Phenol sensing in nature is modulated via a conformational switch governed by dynamic allostery

Abstract

The NtrC family of proteins senses external stimuli and accordingly stimulates stress and virulence pathways via activation of associated σ54-dependent RNA polymerases. However, the structural determinants that mediate this activation are not well understood. Here, we establish using computational, structural, biochemical and biophysical studies that MopR, an NtrC protein, harbors a dynamic bi-directional electrostatic network that connects the phenol pocket to two distal regions, namely the "G-hinge" and the "allosteric-linker". While the G-hinge influences the entry of phenol into the pocket, the allosteric-linker passes the signal to the downstream ATPase domain. We show that phenol binding induces a rewiring of the electrostatic connections by eliciting dynamic allostery, and demonstrate that perturbation of the core relay residues results in a complete loss of ATPase stimulation.

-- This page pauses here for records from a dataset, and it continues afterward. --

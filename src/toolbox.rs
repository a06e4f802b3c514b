//! Engine-facing adapter bundling the operator entry points.
//!
//! An evolutionary engine owns the population, selection and replacement.
//! It only needs four operations on individuals: draw a new one, mutate one,
//! mate two and repair one after a raw write. [`Toolbox`] provides exactly
//! those, bound to one structural template and one validated [`Settings`].

use crate::core::CapacityIndicatorVector;
use crate::ops::{self, OperatorError};
use crate::settings::Settings;
use rand::RngCore;

/// Operator entry points bound to a template and validated settings.
///
/// # Examples
/// ```
/// use capacity_indicators::{CapacityIndicatorVector, Category, Settings, Toolbox};
/// use rand::SeedableRng;
///
/// let template = CapacityIndicatorVector::from_structure(vec![
///     ("VCC1", Category::Primary),
///     ("VCC2", Category::Primary),
///     ("BO1", Category::Secondary),
/// ])
/// .unwrap();
/// let toolbox = Toolbox::new(template, Settings::default()).unwrap();
/// let mut rng = rand::rngs::StdRng::seed_from_u64(42);
///
/// let mut parent_a = toolbox.generate(&mut rng).unwrap();
/// let mut parent_b = toolbox.generate(&mut rng).unwrap();
/// toolbox.mate(&mut parent_a, &mut parent_b, &mut rng).unwrap();
/// toolbox.mutate(&mut parent_a, &mut rng).unwrap();
/// assert!(parent_a.is_feasible() && parent_b.is_feasible());
/// ```
#[derive(Debug, Clone)]
pub struct Toolbox {
    template: CapacityIndicatorVector,
    settings: Settings,
}

impl Toolbox {
    /// Creates a toolbox after validating `settings`.
    ///
    /// # Errors
    /// Returns [`OperatorError`] when the settings hold unusable parameters.
    pub fn new(template: CapacityIndicatorVector, settings: Settings) -> Result<Self, OperatorError> {
        settings.validate()?;
        Ok(Self { template, settings })
    }

    /// Structural template new individuals are drawn from.
    #[must_use]
    pub fn template(&self) -> &CapacityIndicatorVector {
        &self.template
    }

    /// Operator settings.
    #[must_use]
    pub fn settings(&self) -> &Settings {
        &self.settings
    }

    /// Draws a new feasible individual with an unevaluated fitness.
    ///
    /// # Errors
    /// Propagates any [`OperatorError`] from [`ops::generate`].
    pub fn generate(&self, rng: &mut dyn RngCore) -> Result<CapacityIndicatorVector, OperatorError> {
        let indicators = ops::generate(&self.template, self.settings.generation, rng)?;
        Ok(CapacityIndicatorVector::new(indicators))
    }

    /// Mutates an individual in place.
    ///
    /// # Errors
    /// Propagates any [`OperatorError`] from [`ops::mutate`].
    pub fn mutate<'a>(
        &self,
        civ: &'a mut CapacityIndicatorVector,
        rng: &mut dyn RngCore,
    ) -> Result<&'a mut CapacityIndicatorVector, OperatorError> {
        ops::mutate(civ, &self.settings, rng)
    }

    /// Recombines two individuals in place.
    ///
    /// # Errors
    /// Propagates any [`OperatorError`] from [`ops::mate`].
    pub fn mate(
        &self,
        civ_a: &mut CapacityIndicatorVector,
        civ_b: &mut CapacityIndicatorVector,
        rng: &mut dyn RngCore,
    ) -> Result<(), OperatorError> {
        ops::mate(civ_a, civ_b, &self.settings, rng)
    }

    /// Repairs an individual after raw positional writes.
    pub fn reset<'a>(&self, civ: &'a mut CapacityIndicatorVector) -> &'a mut CapacityIndicatorVector {
        civ.reset()
    }
}
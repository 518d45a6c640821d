//! SQL schema for the RSVP SQLite store.
//!
//! Executed once at connection startup. Future migrations will be gated on
//! `PRAGMA user_version`.

/// Full schema DDL; idempotent thanks to `IF NOT EXISTS`.
pub const SCHEMA: &str = "
PRAGMA journal_mode = WAL;

-- Append-only: no UPDATE or DELETE is ever issued against this table.
CREATE TABLE IF NOT EXISTS rsvps (
    id              TEXT PRIMARY KEY,
    first_name      TEXT NOT NULL,
    last_name       TEXT NOT NULL,
    phone           TEXT,            -- digits only; NULL when not attending
    identity_number TEXT,            -- digits only; NULL when not attending
    attending       TEXT NOT NULL CHECK (attending IN ('yes', 'no')),
    created_at      TEXT NOT NULL    -- RFC 3339 UTC, fixed width; server-assigned
);

-- At most one RSVP per identity number.
CREATE UNIQUE INDEX IF NOT EXISTS rsvps_identity_idx
    ON rsvps(identity_number) WHERE identity_number IS NOT NULL;

CREATE INDEX IF NOT EXISTS rsvps_created_idx ON rsvps(created_at);

PRAGMA user_version = 1;
";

Furthermore, we found a mutation of the G-hinge, ∼20Å from the phenol pocket, promotes altered flexibility by shifting the pattern of conformational states accessed, leading to a protein with 7-fold enhanced phenol binding ability and enhanced transcriptional activation. Finally, we conducted a global analysis which illustrates that dynamic allostery-driven conserved community networks are universal and evolutionarily conserved across species. Taken together, these results provide insights into the mechanisms of dynamic allostery-mediated conformational changes in NtrC sensor proteins.